If you've been breastfeeding for any length of time, you've probably heard of mastitis and breast infections. Scary words, right? Especially when you realize that those two, plus other breastfeeding aches and pains, are often related to clogged milk ducts. But what are clogged milk ducts, other than a terrifying thought? Can they be prevented or is it inevitable that your milk will eventually be corked and cause you pain?
According to KellyMom, clogged milk ducts are an area of your breast where milk is obstructed and unable to flow freely. It usually comes on gradually and affects only one breast, but the duct could be as close to the surface as a nipple pore or farther back in the tissue. Baby Center noted that a clogged milk duct often happens when you are making breast milk faster than you are expressing it, which causes the milk to back up into the duct, inflaming the tissue surrounding it, which then presses back on the duct.

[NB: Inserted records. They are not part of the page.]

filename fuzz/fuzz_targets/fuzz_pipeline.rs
#![no_main]

use libfuzzer_sys::fuzz_target;
use projected_delaunay::{PipelineConfig, ProjectedDelaunay, TriangleMesh};

fuzz_target!(|data: (Vec<[f64; 3]>, PipelineConfig)| {
    let (points, config) = data;

    let mut mesh = TriangleMesh::new();
    let result = ProjectedDelaunay::new(config).run(&points, &mut mesh);

    match result {
        Ok(stats) => {
            assert_eq!(mesh.num_points(), 3 * mesh.num_triangles());
            assert_eq!(stats.num_triangles, mesh.num_triangles());
            assert!(mesh.is_sound());
        }
        Err(_) => assert!(mesh.is_empty()),
    }
});
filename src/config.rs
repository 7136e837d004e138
//! Pipeline configuration as supplied by the host.
//!
//! The host hands over two menu labels per cook. Labels are resolved through the lookup tables
//! below; an unknown label never fails a cook, it falls back to a fixed default.

use core::{fmt, str::FromStr};

use crate::axis::Axis;

/// Plane the point cloud is projected onto.
#[derive(Debug, Default, Clone, Copy, PartialEq, Eq, Hash)]
#[cfg_attr(feature = "arbitrary", derive(arbitrary::Arbitrary))]
pub enum PlaneOrientation {
    #[default]
    XY,
    YZ,
    ZX,
}

/// `(menu name, menu label, value)`
const ORIENTATION_TABLE: [(&str, &str, PlaneOrientation); 3] = [
    ("XY", "XY Plane", PlaneOrientation::XY),
    ("YZ", "YZ Plane", PlaneOrientation::YZ),
    ("ZX", "ZX Plane", PlaneOrientation::ZX),
];

impl PlaneOrientation {
    pub const ALL: [Self; 3] = [Self::XY, Self::YZ, Self::ZX];

    /// Orientation used for labels missing from the table.
    pub const FALLBACK: Self = Self::XY;

    /// The menu name, e.g. `"XY"`.
    pub const fn name(self) -> &'static str {
        ORIENTATION_TABLE[self as usize].0
    }

    /// The human readable menu label, e.g. `"XY Plane"`.
    pub const fn label(self) -> &'static str {
        ORIENTATION_TABLE[self as usize].1
    }

    pub fn from_name(name: &str) -> Option<Self> {
        ORIENTATION_TABLE
            .iter()
            .find(|(n, _, _)| *n == name)
            .map(|&(_, _, orientation)| orientation)
    }

    /// Resolve a menu name, falling back to [`Self::FALLBACK`] (i.e. dropping `Z`) for unknown names.
    pub fn from_name_or_fallback(name: &str) -> Self {
        Self::from_name(name).unwrap_or_else(|| {
            #[cfg(feature = "logging")]
            log::warn!(
                "Unknown plane orientation {name:?}, falling back to {}",
                Self::FALLBACK
            );
            Self::FALLBACK
        })
    }

    /// The axis that is dropped for this plane.
    pub const fn limited_axis(self) -> Axis {
        match self {
            Self::XY => Axis::Z,
            Self::YZ => Axis::X,
            Self::ZX => Axis::Y,
        }
    }
}

impl fmt::Display for PlaneOrientation {
    fn fmt(&self, f: &mut fmt::Formatter<'_>) -> fmt::Result {
        f.write_str(self.name())
    }
}

impl FromStr for PlaneOrientation {
    type Err = anyhow::Error;

    fn from_str(s: &str) -> Result<Self, Self::Err> {
        Self::from_name(s)
            .ok_or_else(|| anyhow::Error::msg(format!("Unknown plane orientation {s:?}")))
    }
}

/// How the value of the dropped axis is reinstated after triangulation.
#[derive(Debug, Default, Clone, Copy, PartialEq, Eq, Hash)]
#[cfg_attr(feature = "arbitrary", derive(arbitrary::Arbitrary))]
pub enum LimitMode {
    Min,
    #[default]
    Center,
    Max,
    Zero,
}

const LIMIT_MODE_TABLE: [(&str, LimitMode); 4] = [
    ("Min", LimitMode::Min),
    ("Center", LimitMode::Center),
    ("Max", LimitMode::Max),
    ("Zero", LimitMode::Zero),
];

impl LimitMode {
    pub const ALL: [Self; 4] = [Self::Min, Self::Center, Self::Max, Self::Zero];

    /// Mode used for labels missing from the table.
    ///
    /// Note this differs from [`LimitMode::default`], which is the preset of a fresh menu.
    pub const FALLBACK: Self = Self::Min;

    pub const fn name(self) -> &'static str {
        LIMIT_MODE_TABLE[self as usize].0
    }

    /// Menu label; identical to the name for limit modes.
    pub const fn label(self) -> &'static str {
        self.name()
    }

    pub fn from_name(name: &str) -> Option<Self> {
        LIMIT_MODE_TABLE
            .iter()
            .find(|(n, _)| *n == name)
            .map(|&(_, mode)| mode)
    }

    /// Resolve a menu name, falling back to [`Self::FALLBACK`] for unknown names.
    pub fn from_name_or_fallback(name: &str) -> Self {
        Self::from_name(name).unwrap_or_else(|| {
            #[cfg(feature = "logging")]
            log::warn!("Unknown limit mode {name:?}, falling back to {}", Self::FALLBACK);
            Self::FALLBACK
        })
    }
}

impl fmt::Display for LimitMode {
    fn fmt(&self, f: &mut fmt::Formatter<'_>) -> fmt::Result {
        f.write_str(self.name())
    }
}

impl FromStr for LimitMode {
    type Err = anyhow::Error;

    fn from_str(s: &str) -> Result<Self, Self::Err> {
        Self::from_name(s).ok_or_else(|| anyhow::Error::msg(format!("Unknown limit mode {s:?}")))
    }
}

/// Which scan computes the limit value, see [`crate::axis::compute_limit_value`].
#[derive(Debug, Default, Clone, Copy, PartialEq, Eq, Hash)]
#[cfg_attr(feature = "arbitrary", derive(arbitrary::Arbitrary))]
pub enum ScanMode {
    /// Scan every point's component on the limited axis; the mean divides by the point count.
    #[default]
    Corrected,
    /// Bit-for-bit the scan of the first released node: it walks the flat component buffer from
    /// the axis offset up to `num_points / 3` only.
    Legacy,
}

/// Everything a cook needs besides the points.
#[derive(Debug, Default, Clone, Copy, PartialEq, Eq, Hash)]
#[cfg_attr(feature = "arbitrary", derive(arbitrary::Arbitrary))]
pub struct PipelineConfig {
    pub orientation: PlaneOrientation,
    pub limit_mode: LimitMode,
    pub scan: ScanMode,
}

impl PipelineConfig {
    pub const fn new(orientation: PlaneOrientation, limit_mode: LimitMode) -> Self {
        Self {
            orientation,
            limit_mode,
            scan: ScanMode::Corrected,
        }
    }

    /// Build a config from the host's menu labels; unknown labels fall back silently.
    pub fn from_labels(orientation: &str, limit_mode: &str) -> Self {
        Self::new(
            PlaneOrientation::from_name_or_fallback(orientation),
            LimitMode::from_name_or_fallback(limit_mode),
        )
    }

    #[must_use]
    pub const fn with_scan(mut self, scan: ScanMode) -> Self {
        self.scan = scan;
        self
    }

    pub const fn limited_axis(&self) -> Axis {
        self.orientation.limited_axis()
    }
}

#[cfg(test)]
mod tests {
    use super::*;

    #[test]
    fn test_orientation_table() {
        for orientation in PlaneOrientation::ALL {
            assert_eq!(
                PlaneOrientation::from_name(orientation.name()),
                Some(orientation)
            );
            assert!(orientation.label().starts_with(orientation.name()));
        }
        assert_eq!(PlaneOrientation::XY.label(), "XY Plane");
        assert_eq!(PlaneOrientation::from_name("xy"), None);
    }

    #[test]
    fn test_limit_mode_table() {
        for mode in LimitMode::ALL {
            assert_eq!(LimitMode::from_name(mode.name()), Some(mode));
            assert_eq!(mode.to_string(), mode.label());
        }
    }

    #[test]
    fn test_defaults() {
        let config = PipelineConfig::default();
        assert_eq!(config.orientation, PlaneOrientation::XY);
        assert_eq!(config.limit_mode, LimitMode::Center);
        assert_eq!(config.scan, ScanMode::Corrected);
        assert_eq!(config.limited_axis(), Axis::Z);
    }

    #[test]
    fn test_unknown_labels_fall_back() {
        let config = PipelineConfig::from_labels("XZ", "Median");
        assert_eq!(config.orientation, PlaneOrientation::XY);
        assert_eq!(config.limit_mode, LimitMode::Min);

        let config = PipelineConfig::from_labels("", "");
        assert_eq!(config.limited_axis(), Axis::Z);
        assert_eq!(config.limit_mode, LimitMode::Min);
    }

    #[test]
    fn test_from_labels() {
        let config = PipelineConfig::from_labels("ZX", "Zero");
        assert_eq!(config.limited_axis(), Axis::Y);
        assert_eq!(config.limit_mode, LimitMode::Zero);

        let config = PipelineConfig::from_labels("YZ", "Max").with_scan(ScanMode::Legacy);
        assert_eq!(config.limited_axis(), Axis::X);
        assert_eq!(config.limit_mode, LimitMode::Max);
        assert_eq!(config.scan, ScanMode::Legacy);
    }

    #[test]
    fn test_from_str() {
        assert_eq!("YZ".parse::<PlaneOrientation>().unwrap(), PlaneOrientation::YZ);
        assert_eq!("Center".parse::<LimitMode>().unwrap(), LimitMode::Center);
        assert!("Plane".parse::<PlaneOrientation>().is_err());
        assert!("zero".parse::<LimitMode>().is_err());
    }
}
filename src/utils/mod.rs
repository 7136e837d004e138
pub mod types;
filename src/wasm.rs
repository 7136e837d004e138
//! WASM bindings for the projected Delaunay triangulation.
//!
//! Provides a single function `triangulate` that takes flat 3D coordinates and the two menu labels,
//! and returns the mesh as flat typed arrays.

use crate::{
    config::PipelineConfig,
    mesh::MeshSink,
    pipeline::ProjectedDelaunay,
    utils::types::{Vertex3, VertexIdx},
};
use wasm_bindgen::prelude::*;

/// Mesh sink writing straight into the buffers handed to JS.
#[derive(Default)]
struct FlatMesh {
    points: Vec<f64>,
    triangles: Vec<u32>,
}

impl MeshSink for FlatMesh {
    fn add_point(&mut self, position: Vertex3) -> VertexIdx {
        self.points.extend_from_slice(&position);
        self.points.len() / 3 - 1
    }

    fn add_triangle(&mut self, a: VertexIdx, b: VertexIdx, c: VertexIdx) {
        self.triangles.extend([a as u32, b as u32, c as u32]);
    }
}

/// Projected 2D Delaunay triangulation of a 3D point cloud.
///
/// # Arguments
/// * `points` - Flat array of 3D coordinates: [x1, y1, z1, x2, y2, z2, ...]
/// * `orientation` - `"XY"`, `"YZ"` or `"ZX"`; anything else is treated as `"XY"`
/// * `limit_mode` - `"Min"`, `"Center"`, `"Max"` or `"Zero"`; anything else is treated as `"Min"`
///
/// # Returns
/// A JavaScript object with:
/// * `points` - `Float64Array` of flat 3D coordinates, three fresh points per triangle
/// * `triangles` - `Uint32Array` of point indices, three per triangle
/// * `outcome` - `"Triangulated"`, `"EmptyInput"` or `"DegenerateInput"`
#[wasm_bindgen(js_name = triangulate)]
pub fn triangulate_projected(
    points: &[f64],
    orientation: &str,
    limit_mode: &str,
) -> Result<JsValue, JsValue> {
    let vertices = parse_vertices_3d(points)?;

    let pipeline = ProjectedDelaunay::new(PipelineConfig::from_labels(orientation, limit_mode));
    let mut mesh = FlatMesh::default();
    let stats = pipeline
        .run(&vertices, &mut mesh)
        .map_err(|e| JsValue::from_str(&format!("triangulation failed: {}", e)))?;

    let result = js_sys::Object::new();
    js_sys::Reflect::set(
        &result,
        &"points".into(),
        &js_sys::Float64Array::from(mesh.points.as_slice()),
    )?;
    js_sys::Reflect::set(
        &result,
        &"triangles".into(),
        &js_sys::Uint32Array::from(mesh.triangles.as_slice()),
    )?;
    js_sys::Reflect::set(
        &result,
        &"outcome".into(),
        &format!("{:?}", stats.outcome).into(),
    )?;
    Ok(result.into())
}

fn parse_vertices_3d(flat: &[f64]) -> Result<Vec<Vertex3>, JsValue> {
    if flat.len() % 3 != 0 {
        return Err(JsValue::from_str(
            "Points must have a length divisible by 3 (triples of x, y, z)",
        ));
    }
    Ok(flat.chunks_exact(3).map(|c| [c[0], c[1], c[2]]).collect())
}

For some mamas, they may only experience symptoms like a hard lump on their breast that is sore or tender to touch, redness on their breast, or a hot sensation according to Baby Center. But if left untreated, or accompanied by fevers, aches, or chills, the clogged duct could lead to mastitis, a breast infection.
In short, a clogged milk duct is exactly what it sounds like. The milk isn't able to flow through your breast, but your breast continues to produce more. Soon, it has nowhere to go, causing a lump in your breast that can be incredibly painful. KellyMom also noted that this is more common in women who have an oversupply or women who aren't emptying their breasts as much as they should (such as timing your baby on your breast instead of letting them nurse until your breast is empty). But, you are also at risk for a clogged milk duct if you wear too-tight clothing or bras that add pressure to your breasts, if you skip feedings or pumpings, causing your milk to back up, or if you've had any previous breast inflammation.
The good news is, clogged milk ducts can be treated. If it turns into mastitis, you'll want to reach out to a doctor for antibiotics, but if your clogged milk duct isn't giving you a fever, aches, or chills, you can treat it at home. It sounds painful, but KellyMom recommended nursing frequently, on the breast with the clogged duct, in order to remove it. By keeping it as empty as possible, you can stimulate milk flow and hopefully push through the clogged duct. It's also suggested that you pump if you can't nurse, as well as use hot compresses and a gentle massage to remove the clog.
Although a clogged milk duct is fairly normal, having them too often can be a sign something is wrong. International Board Certified Lactation Consultant Lori Isenstadt told Romper that chronic clogged ducts are a red flag and can signal that something is wrong, like a bad latch or a tongue-tie that is keeping your baby from removing all of the milk in your breast. If you're suffering from several clogged ducts, it's best to reach out to a lactation consultant to be sure there's nothing in the way of you emptying your breasts.